Universities Research Association (URA) welcomes David R. Schultz as the new director of the URA Sandia Site Office (USSO) at Sandia National Laboratories in Albuquerque, New Mexico, and a member of the URA executive team.
Schultz most recently served as the vice president for research at Northern Arizona University where he led NAU’s research enterprise, with administrative responsibility for the university’s Office of Sponsored Projects, Office of Research Compliance, and intellectual property management and commercialization unit, NAU Innovations.
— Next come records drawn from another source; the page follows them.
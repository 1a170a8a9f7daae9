use std::fmt;

use serde::de::{self, Visitor};
use serde::{Deserialize, Deserializer, Serialize};
use serde_json::Value;

use crate::constants::NOTES_FALLBACK;

/// The identifier the backend addresses a medicine by.
#[derive(Serialize, Debug, Clone, Copy, PartialEq, Eq, Hash, PartialOrd, Ord)]
#[serde(transparent)]
pub struct MedicineId(pub i64);

impl fmt::Display for MedicineId {
    fn fmt(&self, f: &mut fmt::Formatter<'_>) -> fmt::Result {
        write!(f, "{}", self.0)
    }
}

impl From<i64> for MedicineId {
    fn from(value: i64) -> Self {
        MedicineId(value)
    }
}

struct MedicineIdVisitor;

impl<'de> Visitor<'de> for MedicineIdVisitor {
    type Value = MedicineId;

    fn expecting(&self, f: &mut fmt::Formatter) -> fmt::Result {
        f.write_str("an integer medicine id")
    }

    fn visit_i64<E: de::Error>(self, v: i64) -> Result<Self::Value, E> {
        Ok(MedicineId(v))
    }

    fn visit_u64<E: de::Error>(self, v: u64) -> Result<Self::Value, E> {
        i64::try_from(v)
            .map(MedicineId)
            .map_err(|_| E::invalid_value(de::Unexpected::Unsigned(v), &self))
    }

    // Javascript only has one number type, so integral floats are fine.
    fn visit_f64<E: de::Error>(self, v: f64) -> Result<Self::Value, E> {
        if v.fract() == 0.0 && v.abs() <= 9_007_199_254_740_991.0 {
            Ok(MedicineId(v as i64))
        } else {
            Err(E::invalid_value(de::Unexpected::Float(v), &self))
        }
    }
}

impl<'de> Deserialize<'de> for MedicineId {
    fn deserialize<D>(deserializer: D) -> Result<Self, D::Error>
    where
        D: Deserializer<'de>,
    {
        deserializer.deserialize_any(MedicineIdVisitor)
    }
}

/// A reminder attached to a medicine in the backend's listing. Carried, never rendered.
#[derive(Serialize, Deserialize, Debug, Clone, PartialEq, Eq)]
pub struct ReminderSummary {
    #[serde(default)]
    pub reminder_time: Option<String>,
    #[serde(default)]
    pub status: Option<String>,
}

#[derive(Serialize, Deserialize, Debug, Clone, PartialEq, Eq)]
pub struct MedicineRecord {
    pub id: MedicineId,
    pub name: String,
    pub dosage: String,
    pub frequency: String,
    #[serde(default)]
    pub notes: Option<String>,
    #[serde(default, deserialize_with = "lenient_reminders")]
    pub reminders: Vec<ReminderSummary>,
}

/// Reminders are never shown, so a bad one is dropped rather than failing the medicine.
fn lenient_reminders<'de, D>(deserializer: D) -> Result<Vec<ReminderSummary>, D::Error>
where
    D: Deserializer<'de>,
{
    let reminders = match Value::deserialize(deserializer)? {
        Value::Array(items) => items
            .into_iter()
            .filter_map(|item| serde_json::from_value(item).ok())
            .collect(),
        _ => Vec::new(),
    };
    Ok(reminders)
}

impl MedicineRecord {
    /// The notes as they should be displayed, empty and missing both become `N/A`.
    pub fn display_notes(&self) -> &str {
        match self.notes.as_deref() {
            Some(notes) if !notes.is_empty() => notes,
            _ => NOTES_FALLBACK,
        }
    }
}

#[derive(Debug, Clone, PartialEq, Eq, thiserror::Error)]
pub enum DataError {
    #[error("medicines data is not a list, found {found}")]
    NotAList { found: &'static str },
    #[error("medicine at index {index} is malformed: {reason}")]
    InvalidRecord { index: usize, reason: String },
}

/// The ordered list of medicines handed to the UI by the page.
#[derive(Serialize, Debug, Clone, Default, PartialEq, Eq)]
#[serde(transparent)]
pub struct MedicineList(Vec<MedicineRecord>);

impl MedicineList {
    pub fn len(&self) -> usize {
        self.0.len()
    }

    pub fn is_empty(&self) -> bool {
        self.0.is_empty()
    }

    pub fn as_slice(&self) -> &[MedicineRecord] {
        &self.0
    }

    pub fn iter(&self) -> std::slice::Iter<'_, MedicineRecord> {
        self.0.iter()
    }

    pub fn into_inner(self) -> Vec<MedicineRecord> {
        self.0
    }
}

impl From<Vec<MedicineRecord>> for MedicineList {
    fn from(value: Vec<MedicineRecord>) -> Self {
        MedicineList(value)
    }
}

impl AsRef<[MedicineRecord]> for MedicineList {
    fn as_ref(&self) -> &[MedicineRecord] {
        &self.0
    }
}

fn value_kind(value: &Value) -> &'static str {
    match value {
        Value::Null => "null",
        Value::Bool(_) => "a boolean",
        Value::Number(_) => "a number",
        Value::String(_) => "a string",
        Value::Array(_) => "an array",
        Value::Object(_) => "an object",
    }
}

impl TryFrom<Value> for MedicineList {
    type Error = DataError;

    fn try_from(value: Value) -> Result<Self, Self::Error> {
        let items = match value {
            Value::Array(items) => items,
            other => {
                return Err(DataError::NotAList {
                    found: value_kind(&other),
                })
            }
        };

        items
            .into_iter()
            .enumerate()
            .map(|(index, item)| {
                serde_json::from_value::<MedicineRecord>(item).map_err(|e| {
                    DataError::InvalidRecord {
                        index,
                        reason: e.to_string(),
                    }
                })
            })
            .collect::<Result<Vec<_>, _>>()
            .map(MedicineList)
    }
}
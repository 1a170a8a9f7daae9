//! Backend URIs
//!
//! These are owned by the backend, if they change there they must change here.

pub const DELETE_MEDICINE: &str = "/delete_medicine";
pub const EDIT_MEDICINE: &str = "/medicines/edit_medicine";

use crate::models::MedicineId;

/// `DELETE` target for a single medicine
pub fn delete_medicine(id: MedicineId) -> String {
    format!("{}/{}", DELETE_MEDICINE, id)
}

/// Page that edits a single medicine
pub fn edit_medicine(id: MedicineId) -> String {
    format!("{}/{}", EDIT_MEDICINE, id)
}
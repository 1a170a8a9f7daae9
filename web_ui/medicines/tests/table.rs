//! Test harnesses for the medicines table.
//!
//! Run this with a real browser, for example:
//!
//! ```shell
//! wasm-pack test --firefox --headless web_ui/medicines
//! ```
#![cfg(target_arch = "wasm32")]

use std::cell::{Cell, RefCell};
use std::rc::Rc;

use async_trait::async_trait;
use gloo::timers::future::TimeoutFuture;
use medtrack_proto::{DataError, MedicineId};
use medtrack_web_ui_medicines::actions::MedicineBackend;
use medtrack_web_ui_medicines::table::{render_medicines, RowActions};
use medtrack_web_ui_medicines::{decode_medicines, run_medicines_table};
use medtrack_web_ui_shared::error::{FetchError, NavigationError};
use medtrack_web_ui_shared::interaction::{PageNavigator, UserPrompt};
use wasm_bindgen::{JsCast, JsValue};
use wasm_bindgen_test::*;
use web_sys::{Document, Element, HtmlElement};

wasm_bindgen_test_configure!(run_in_browser);

const MEDICINES: &str = r#"[
    {"id": 3, "name": "Paracetamol", "dosage": "500mg", "frequency": "Twice a day", "notes": "With food"},
    {"id": 1, "name": "<b>Ibuprofen</b>", "dosage": "200mg", "frequency": "Once a day"},
    {"id": 2, "name": "Cetirizine", "dosage": "10mg", "frequency": "As needed", "notes": null}
]"#;

struct AgreeingPrompt;

impl UserPrompt for AgreeingPrompt {
    fn confirm(&self, _message: &str) -> bool {
        true
    }

    fn alert(&self, _message: &str) {}
}

#[derive(Default)]
struct RecordingNavigator {
    visited: RefCell<Vec<String>>,
    reloads: Cell<usize>,
}

impl PageNavigator for RecordingNavigator {
    fn navigate(&self, url: &str) -> Result<(), NavigationError> {
        self.visited.borrow_mut().push(url.to_string());
        Ok(())
    }

    fn reload(&self) -> Result<(), NavigationError> {
        self.reloads.set(self.reloads.get() + 1);
        Ok(())
    }
}

#[derive(Default)]
struct RecordingBackend {
    deleted: RefCell<Vec<MedicineId>>,
}

#[async_trait(?Send)]
impl MedicineBackend for RecordingBackend {
    async fn delete_medicine(&self, id: MedicineId) -> Result<u16, FetchError> {
        self.deleted.borrow_mut().push(id);
        Ok(200)
    }
}

struct Recorded {
    actions: RowActions,
    navigator: Rc<RecordingNavigator>,
    backend: Rc<RecordingBackend>,
}

fn recorded_actions() -> Recorded {
    let navigator = Rc::new(RecordingNavigator::default());
    let backend = Rc::new(RecordingBackend::default());
    Recorded {
        actions: RowActions {
            prompt: Rc::new(AgreeingPrompt),
            navigator: navigator.clone(),
            backend: backend.clone(),
        },
        navigator,
        backend,
    }
}

fn document() -> Document {
    web_sys::window()
        .and_then(|w| w.document())
        .expect("no document")
}

fn medicines_js() -> JsValue {
    js_sys::JSON::parse(MEDICINES).expect("invalid test json")
}

fn table_body(id: &str) -> Element {
    let document = document();
    let table = document.create_element("table").expect("create table");
    let tbody = document.create_element("tbody").expect("create tbody");
    tbody.set_id(id);
    table.append_child(&tbody).expect("append tbody");
    document
        .body()
        .expect("no body")
        .append_child(&table)
        .expect("append table");
    tbody
}

fn cell_texts(tbody: &Element) -> Vec<Vec<String>> {
    let rows = tbody.children();
    (0..rows.length())
        .filter_map(|i| rows.item(i))
        .map(|row| {
            let cells = row.children();
            (0..cells.length())
                .filter_map(|i| cells.item(i))
                .map(|cell| cell.text_content().unwrap_or_default())
                .collect()
        })
        .collect()
}

// yew renders on its own scheduler, give it a moment
async fn settle() {
    TimeoutFuture::new(20).await;
}

#[wasm_bindgen_test]
async fn renders_a_row_per_medicine_in_order() {
    let tbody = table_body("medicines-tbody-order");
    let medicines = decode_medicines(medicines_js()).expect("failed to decode");
    render_medicines(&tbody, &medicines, &recorded_actions().actions).expect("render failed");
    settle().await;

    let rows = cell_texts(&tbody);
    assert_eq!(rows.len(), 3);
    assert_eq!(rows[0][..4], ["Paracetamol", "500mg", "Twice a day", "With food"]);
    assert_eq!(rows[1][3], "N/A");
    assert_eq!(rows[2][0], "Cetirizine");
    assert_eq!(rows[2][3], "N/A");
}

#[wasm_bindgen_test]
async fn names_are_text_not_markup() {
    let tbody = table_body("medicines-tbody-markup");
    let medicines = decode_medicines(medicines_js()).expect("failed to decode");
    render_medicines(&tbody, &medicines, &recorded_actions().actions).expect("render failed");
    settle().await;

    let cell = tbody
        .query_selector("tr:nth-child(2) td")
        .expect("query")
        .expect("no cell");
    assert_eq!(cell.children().length(), 0);
    assert_eq!(cell.text_content().as_deref(), Some("<b>Ibuprofen</b>"));
}

#[wasm_bindgen_test]
async fn rows_carry_edit_and_delete_controls() {
    let tbody = table_body("medicines-tbody-controls");
    let medicines = decode_medicines(medicines_js()).expect("failed to decode");
    render_medicines(&tbody, &medicines, &recorded_actions().actions).expect("render failed");
    settle().await;

    let buttons = tbody
        .query_selector_all("tr:first-child button")
        .expect("query");
    assert_eq!(buttons.length(), 2);

    let edit = tbody
        .query_selector("tr:first-child button.btn-primary")
        .expect("query")
        .expect("no edit button");
    assert_eq!(
        edit.get_attribute("data-href").as_deref(),
        Some("/medicines/edit_medicine/3")
    );
    // no inline handlers
    assert!(edit.get_attribute("onclick").is_none());
}

fn button(tbody: &Element, selector: &str) -> HtmlElement {
    tbody
        .query_selector(selector)
        .expect("query")
        .expect("no button")
        .dyn_into()
        .expect("not an html element")
}

#[wasm_bindgen_test]
async fn edit_button_navigates_to_its_medicine() {
    let tbody = table_body("medicines-tbody-edit-click");
    let medicines = decode_medicines(medicines_js()).expect("failed to decode");
    let recorded = recorded_actions();
    render_medicines(&tbody, &medicines, &recorded.actions).expect("render failed");
    settle().await;

    button(&tbody, "tr:nth-child(2) button.btn-primary").click();
    settle().await;

    assert_eq!(
        *recorded.navigator.visited.borrow(),
        vec!["/medicines/edit_medicine/1".to_string()]
    );
    assert!(recorded.backend.deleted.borrow().is_empty());
}

#[wasm_bindgen_test]
async fn delete_button_deletes_its_medicine() {
    let tbody = table_body("medicines-tbody-delete-click");
    let medicines = decode_medicines(medicines_js()).expect("failed to decode");
    let recorded = recorded_actions();
    render_medicines(&tbody, &medicines, &recorded.actions).expect("render failed");
    settle().await;

    button(&tbody, "tr:nth-child(3) button.btn-danger").click();
    settle().await;

    assert_eq!(*recorded.backend.deleted.borrow(), vec![MedicineId(2)]);
    assert_eq!(recorded.navigator.reloads.get(), 1);
    assert!(recorded.navigator.visited.borrow().is_empty());
}

#[wasm_bindgen_test]
async fn rows_are_appended_after_existing_content() {
    let tbody = table_body("medicines-tbody-existing");
    tbody.set_inner_html("<tr><td>Loading medicines</td></tr>");
    let medicines = decode_medicines(medicines_js()).expect("failed to decode");
    render_medicines(&tbody, &medicines, &recorded_actions().actions).expect("render failed");
    settle().await;

    let rows = cell_texts(&tbody);
    assert_eq!(rows.len(), 1 + 3);
    assert_eq!(rows[0], vec!["Loading medicines".to_string()]);
    assert_eq!(rows[1][0], "Paracetamol");
    assert_eq!(rows[3][0], "Cetirizine");
}

#[wasm_bindgen_test]
fn non_lists_are_rejected() {
    for value in [
        JsValue::UNDEFINED,
        JsValue::NULL,
        js_sys::Object::new().into(),
    ] {
        assert!(matches!(
            decode_medicines(value),
            Err(DataError::NotAList { .. })
        ));
    }
}

#[wasm_bindgen_test]
async fn bad_data_renders_nothing() {
    let tbody = table_body("medicines-tbody-missing");
    run_medicines_table(JsValue::UNDEFINED, Some("medicines-tbody-missing".to_string()))
        .expect("entry point failed");
    settle().await;
    assert_eq!(tbody.children().length(), 0);
}

#[wasm_bindgen_test]
async fn entry_point_renders_into_named_body() {
    let tbody = table_body("medicines-tbody-entry");
    run_medicines_table(medicines_js(), Some("medicines-tbody-entry".to_string()))
        .expect("entry point failed");
    settle().await;
    assert_eq!(tbody.children().length(), 3);
}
“I sincerely look forward to joining the URA team and to drawing on my experience in research and research administration in both DOE labs and higher ed to help advance the missions of URA, Sandia and the URA members,” Schultz said, “It will be an honor to serve and work closely with these world-class research organizations.”
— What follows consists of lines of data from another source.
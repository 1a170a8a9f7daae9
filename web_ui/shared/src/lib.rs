//! Bits and pieces every medtrack page script needs: talking to the backend, finding
//! things in the DOM, and the seams used to keep browser dialogs out of the logic.

#![warn(unused_extern_crates)]
#![deny(clippy::todo)]
#![deny(clippy::unimplemented)]
#![deny(clippy::unwrap_used)]
#![deny(clippy::expect_used)]
#![deny(clippy::panic)]
#![deny(clippy::unreachable)]
#![deny(clippy::await_holding_lock)]
#![deny(clippy::trivially_copy_pass_by_ref)]

use std::fmt;

use constants::CONTENT_TYPE;
use error::FetchError;
#[cfg(debug_assertions)]
use gloo::console;
use medtrack_proto::constants::APPLICATION_JSON;
use wasm_bindgen::{JsCast, JsValue};
use wasm_bindgen_futures::JsFuture;
use web_sys::{Request, RequestCredentials, RequestInit, RequestMode, Response};

pub mod constants;
pub mod error;
pub mod forms;
pub mod interaction;
pub mod utils;

/// Build and send a bodyless request to the backend with the standard headers, and pull
/// back (status, json). The json is `JsValue::NULL` when the response isn't json.
pub async fn do_request(uri: &str, method: RequestMethod) -> Result<(u16, JsValue), FetchError> {
    let opts = RequestInit::new();
    opts.set_method(&method.to_string());
    opts.set_mode(RequestMode::SameOrigin);
    opts.set_credentials(RequestCredentials::SameOrigin);

    let request = Request::new_with_str_and_init(uri, &opts)?;
    request.headers().set(CONTENT_TYPE, APPLICATION_JSON)?;

    let window = utils::window();
    let resp_value = JsFuture::from(window.fetch_with_request(&request)).await?;
    let resp: Response = resp_value.dyn_into()?;
    let status = resp.status();

    let is_json = resp
        .headers()
        .get(CONTENT_TYPE)
        .ok()
        .flatten()
        .map(|ct| ct.starts_with(APPLICATION_JSON))
        .unwrap_or(false);

    let body = if is_json {
        match resp.json() {
            Ok(json_future) => JsFuture::from(json_future).await.unwrap_or_else(|_e| {
                #[cfg(debug_assertions)]
                console::debug!(format!("future json error -> {:?}", _e).as_str());
                JsValue::NULL
            }),
            Err(_e) => {
                #[cfg(debug_assertions)]
                console::debug!(format!("response json error -> {:?}", _e).as_str());
                JsValue::NULL
            }
        }
    } else {
        JsValue::NULL
    };

    Ok((status, body))
}

#[derive(Debug, Clone, Copy, Eq, PartialEq)]
pub enum RequestMethod {
    DELETE,
}

impl fmt::Display for RequestMethod {
    fn fmt(&self, f: &mut fmt::Formatter<'_>) -> fmt::Result {
        match self {
            RequestMethod::DELETE => f.write_str("DELETE"),
        }
    }
}

/// Anything in 200..=299, the same as `Response.ok`.
pub fn status_is_success(status: u16) -> bool {
    (200..300).contains(&status)
}
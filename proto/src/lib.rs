//! The data model shared between the medtrack backend and the web UI crates.
//!
//! Nothing in here touches the browser, so it's all testable natively.

#![deny(warnings)]
#![warn(unused_extern_crates)]
#![deny(clippy::todo)]
#![deny(clippy::unimplemented)]
#![deny(clippy::unwrap_used)]
#![deny(clippy::expect_used)]
#![deny(clippy::panic)]
#![deny(clippy::unreachable)]
#![deny(clippy::await_holding_lock)]
#![deny(clippy::needless_pass_by_value)]
#![deny(clippy::trivially_copy_pass_by_ref)]

pub mod constants;
pub mod models;

pub use models::{DataError, MedicineId, MedicineList, MedicineRecord, ReminderSummary};
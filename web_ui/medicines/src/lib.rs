//! The "My Medicines" page: the medicines table and its row actions, and the guard on
//! the add/edit medicine form.

#![recursion_limit = "256"]
#![warn(unused_extern_crates)]
#![deny(clippy::todo)]
#![deny(clippy::unimplemented)]
#![deny(clippy::unwrap_used)]
#![deny(clippy::expect_used)]
#![deny(clippy::panic)]
#![deny(clippy::unreachable)]
#![deny(clippy::await_holding_lock)]
#![deny(clippy::trivially_copy_pass_by_ref)]

pub mod actions;
pub mod table;

use gloo::console;
use medtrack_proto::{DataError, MedicineList};
use medtrack_web_ui_shared::constants::{
    ID_MEDICINES_TBODY, ID_MEDICINE_FORM, MSG_BAD_MEDICINES_DATA,
};
use medtrack_web_ui_shared::forms::{run_form_guard, FormGuard};
use medtrack_web_ui_shared::interaction::BrowserPrompt;
use medtrack_web_ui_shared::utils::{get_element_by_id, on_page_ready};
#[allow(unused_imports)] // because it's needed to compile wasm things
use wasm_bindgen::prelude::wasm_bindgen;
use wasm_bindgen::JsValue;
use web_sys::Element;

use crate::table::{render_medicines, RowActions};

/// Pull whatever the page handed us into a list of medicines.
pub fn decode_medicines(medicines: JsValue) -> Result<MedicineList, DataError> {
    let value: serde_json::Value =
        serde_wasm_bindgen::from_value(medicines).map_err(|_| DataError::NotAList {
            found: "an unreadable value",
        })?;
    MedicineList::try_from(value)
}

/// This is the entry point for the medicines table.
///
/// The page passes in its medicines (`run_medicines_table(medicines)`), and once the DOM is
/// ready a row per medicine is appended to the table body. Bad data is logged and the
/// table is left alone.
#[cfg_attr(target_arch = "wasm32", wasm_bindgen)]
pub fn run_medicines_table(medicines: JsValue, tbody_id: Option<String>) -> Result<(), JsValue> {
    let tbody_id = tbody_id.unwrap_or_else(|| ID_MEDICINES_TBODY.to_string());

    on_page_ready(move || {
        let medicines = match decode_medicines(medicines) {
            Ok(medicines) => medicines,
            Err(e) => {
                console::error!(MSG_BAD_MEDICINES_DATA, e.to_string());
                return;
            }
        };

        match get_element_by_id::<Element>(&tbody_id) {
            Some(container) => {
                if let Err(e) = render_medicines(&container, &medicines, &RowActions::browser()) {
                    console::error!("unable to render medicines table", e);
                }
            }
            None => console::error!(
                format!("unable to find medicines table body with id '{}'", tbody_id).as_str()
            ),
        }
    });
    Ok(())
}

/// Entry point for the add/edit medicine pages, blocks submission until the name, dosage
/// and frequency are filled in.
#[cfg_attr(target_arch = "wasm32", wasm_bindgen)]
pub fn run_medicine_form_guard(form_id: Option<String>) -> Result<(), JsValue> {
    run_form_guard(
        form_id.unwrap_or_else(|| ID_MEDICINE_FORM.to_string()),
        FormGuard::medicine(),
        BrowserPrompt,
    );
    Ok(())
}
Prior to NAU, Schultz served as associate vice president for research and innovation at the University of North Texas and previously as chair of the UNT Physics Department. Earlier in his career he served as a research professor at the University of Tennessee and as group leader of atomic physics at Oak Ridge National Laboratory, where he led and managed research programs for the U.S. Department of Energy’s Office of Basic Energy Sciences and Office of Fusion Energy Sciences.
Schultz is an accomplished and highly published theoretical physicist, a fellow of the American Physical Society and of the Institute of Physics in the United Kingdom. He is past chair of the APS Division of Atomic, Molecular and Optical Physics. He received his B.A. in physics from Washington University in St. Louis, Missouri, and his Ph.D. in physics from the University of Missouri, Rolla.
“I am very pleased to have Dave join URA as the new director of the URA Sandia Site Office,” said URA Executive Director Marta Cehelsky. “Dave is an accomplished scientist and effective leader whose breadth of experience in research and in university and national laboratory management positions him to make substantial contributions to URA and to Sandia’s mission.”